Laboratory investigations play a central role. Estimated glomerular filtration rate (eGFR)
is calculated using serum creatinine levels, and a persistent reduction below 60
mL/min/1.73 m² indicates CKD. Urinalysis detects proteinuria, hematuria, or casts
suggestive of glomerular or tubular damage. The urine albumin-to-creatinine ratio
(UACR) is a sensitive marker for early renal damage.
Imaging studies such as renal ultrasound help assess kidney size, structure, and
echogenicity. Shrunken or echogenic kidneys are often seen in chronic disease.

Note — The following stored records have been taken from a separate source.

//! Continuity links between the snippets of one document.

use std::cmp::Reverse;
use std::collections::BinaryHeap;

use petgraph::algo::kosaraju_scc;
use petgraph::graph::{DiGraph, NodeIndex};
use petgraph::unionfind::UnionFind;
use rustc_hash::FxHashSet;
use serde::Serialize;

/// Directed edge: `to` is compiled together with, and after, `from`.
#[derive(Debug, Clone, Copy, PartialEq, Eq, Serialize)]
pub struct ContinuityLink {
    /// Sequence index of the earlier snippet.
    pub from: usize,
    /// Sequence index of the continuing snippet.
    pub to: usize,
    /// Declared with `continues=` rather than inferred.
    pub explicit: bool,
}

/// Ordering of a group of linked snippets.
#[derive(Debug, Clone, PartialEq, Eq)]
pub struct SnippetOrder {
    /// Snippet indices in compilation order.
    pub order: Vec<usize>,
    /// Snippets caught in a link cycle (empty when acyclic).
    pub cycle: Vec<usize>,
}

/// Link graph over the snippets of a single document.
///
/// Node `i` is the snippet with sequence index `i`.
pub struct ContinuityGraph {
    graph: DiGraph<usize, ()>,
}

impl ContinuityGraph {
    /// Create a graph with one node per snippet.
    pub fn new(snippet_count: usize) -> Self {
        let mut graph = DiGraph::with_capacity(snippet_count, snippet_count);
        for i in 0..snippet_count {
            graph.add_node(i);
        }
        Self { graph }
    }

    /// Record a link. Self-links are ignored.
    pub fn add_link(&mut self, link: &ContinuityLink) {
        if link.from == link.to {
            return;
        }
        let from = NodeIndex::new(link.from);
        let to = NodeIndex::new(link.to);
        if self.graph.find_edge(from, to).is_none() {
            self.graph.add_edge(from, to, ());
        }
    }

    /// Group `members` into connected components of the (undirected) link graph.
    ///
    /// Components are returned sorted by their lowest snippet index, each
    /// component sorted ascending.
    pub fn components(&self, members: &[usize]) -> Vec<Vec<usize>> {
        let member_set: FxHashSet<usize> = members.iter().copied().collect();
        let mut sets = UnionFind::<usize>::new(self.graph.node_count());

        for edge in self.graph.raw_edges() {
            let (a, b) = (edge.source().index(), edge.target().index());
            if member_set.contains(&a) && member_set.contains(&b) {
                sets.union(a, b);
            }
        }

        let mut groups: Vec<Vec<usize>> = Vec::new();
        let mut sorted: Vec<usize> = members.to_vec();
        sorted.sort_unstable();
        sorted.dedup();

        for member in sorted {
            let root = sets.find(member);
            match groups.iter_mut().find(|g| sets.find(g[0]) == root) {
                Some(group) => group.push(member),
                None => groups.push(vec![member]),
            }
        }

        groups
    }

    /// Snippets involved in link cycles, one list per cycle.
    pub fn cycles(&self) -> Vec<Vec<usize>> {
        kosaraju_scc(&self.graph)
            .into_iter()
            .filter(|scc| scc.len() > 1)
            .map(|scc| {
                let mut nodes: Vec<usize> = scc.iter().map(|&idx| self.graph[idx]).collect();
                nodes.sort_unstable();
                nodes
            })
            .collect()
    }

    /// Order a component topologically, breaking ties by document order.
    ///
    /// When the component contains a cycle, the whole component falls back
    /// to document order and the cycle is returned for reporting.
    pub fn order(&self, component: &[usize]) -> SnippetOrder {
        let in_component: FxHashSet<usize> = component.iter().copied().collect();

        let cycle: Vec<usize> = self
            .cycles()
            .into_iter()
            .filter(|scc| scc.iter().any(|n| in_component.contains(n)))
            .flatten()
            .collect();

        if !cycle.is_empty() {
            let mut order = component.to_vec();
            order.sort_unstable();
            return SnippetOrder { order, cycle };
        }

        // Kahn's algorithm with a min-heap for deterministic tie-breaking.
        let mut indegree: Vec<usize> = vec![0; self.graph.node_count()];
        for edge in self.graph.raw_edges() {
            let (a, b) = (edge.source().index(), edge.target().index());
            if in_component.contains(&a) && in_component.contains(&b) {
                indegree[b] += 1;
            }
        }

        let mut ready: BinaryHeap<Reverse<usize>> = component
            .iter()
            .copied()
            .filter(|&n| indegree[n] == 0)
            .map(Reverse)
            .collect();

        let mut order = Vec::with_capacity(component.len());
        while let Some(Reverse(node)) = ready.pop() {
            order.push(node);
            for next in self.graph.neighbors(NodeIndex::new(node)) {
                let next = self.graph[next];
                if !in_component.contains(&next) {
                    continue;
                }
                indegree[next] -= 1;
                if indegree[next] == 0 {
                    ready.push(Reverse(next));
                }
            }
        }

        SnippetOrder {
            order,
            cycle: Vec::new(),
        }
    }
}

#[cfg(test)]
mod tests {
    use super::*;

    fn link(from: usize, to: usize) -> ContinuityLink {
        ContinuityLink {
            from,
            to,
            explicit: false,
        }
    }

    #[test]
    fn test_components() {
        let mut graph = ContinuityGraph::new(6);
        graph.add_link(&link(0, 1));
        graph.add_link(&link(1, 2));
        graph.add_link(&link(4, 5));

        let groups = graph.components(&[0, 1, 2, 4, 5]);
        assert_eq!(groups, vec![vec![0, 1, 2], vec![4, 5]]);
    }

    #[test]
    fn test_components_ignore_non_members() {
        let mut graph = ContinuityGraph::new(3);
        graph.add_link(&link(0, 1));
        graph.add_link(&link(1, 2));

        // Snippet 1 is unchecked, so 0 and 2 stay apart.
        let groups = graph.components(&[0, 2]);
        assert_eq!(groups, vec![vec![0], vec![2]]);
    }

    #[test]
    fn test_forward_reference_reorders() {
        let mut graph = ContinuityGraph::new(3);
        // Snippet 0 continues snippet 2.
        graph.add_link(&link(2, 0));
        graph.add_link(&link(0, 1));

        let order = graph.order(&[0, 1, 2]);
        assert_eq!(order.order, vec![2, 0, 1]);
        assert!(order.cycle.is_empty());
    }

    #[test]
    fn test_cycle_falls_back_to_document_order() {
        let mut graph = ContinuityGraph::new(3);
        graph.add_link(&link(0, 1));
        graph.add_link(&link(1, 2));
        graph.add_link(&link(2, 1));

        assert_eq!(graph.cycles(), vec![vec![1, 2]]);

        let order = graph.order(&[0, 1, 2]);
        assert_eq!(order.order, vec![0, 1, 2]);
        assert_eq!(order.cycle, vec![1, 2]);
    }

    #[test]
    fn test_self_link_ignored() {
        let mut graph = ContinuityGraph::new(2);
        graph.add_link(&link(1, 1));
        assert!(graph.cycles().is_empty());
        assert_eq!(graph.order(&[0, 1]).order, vec![0, 1]);
    }
}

Advanced imaging like CT or MRI may be used if structural abnormalities or obstructive
uropathy are suspected.
Further blood tests including serum urea, electrolytes, and bicarbonate help evaluate
complications like acidosis, hyperkalemia, or anemia. A renal biopsy may be warranted in
certain cases of unexplained CKD or rapidly progressing disease, particularly when
autoimmune or glomerular diseases are suspected.
The staging of CKD is essential for treatment planning and is based on eGFR and
albuminuria levels. Regular monitoring and early intervention are crucial to prevent
progression to end-stage renal disease (ESRD).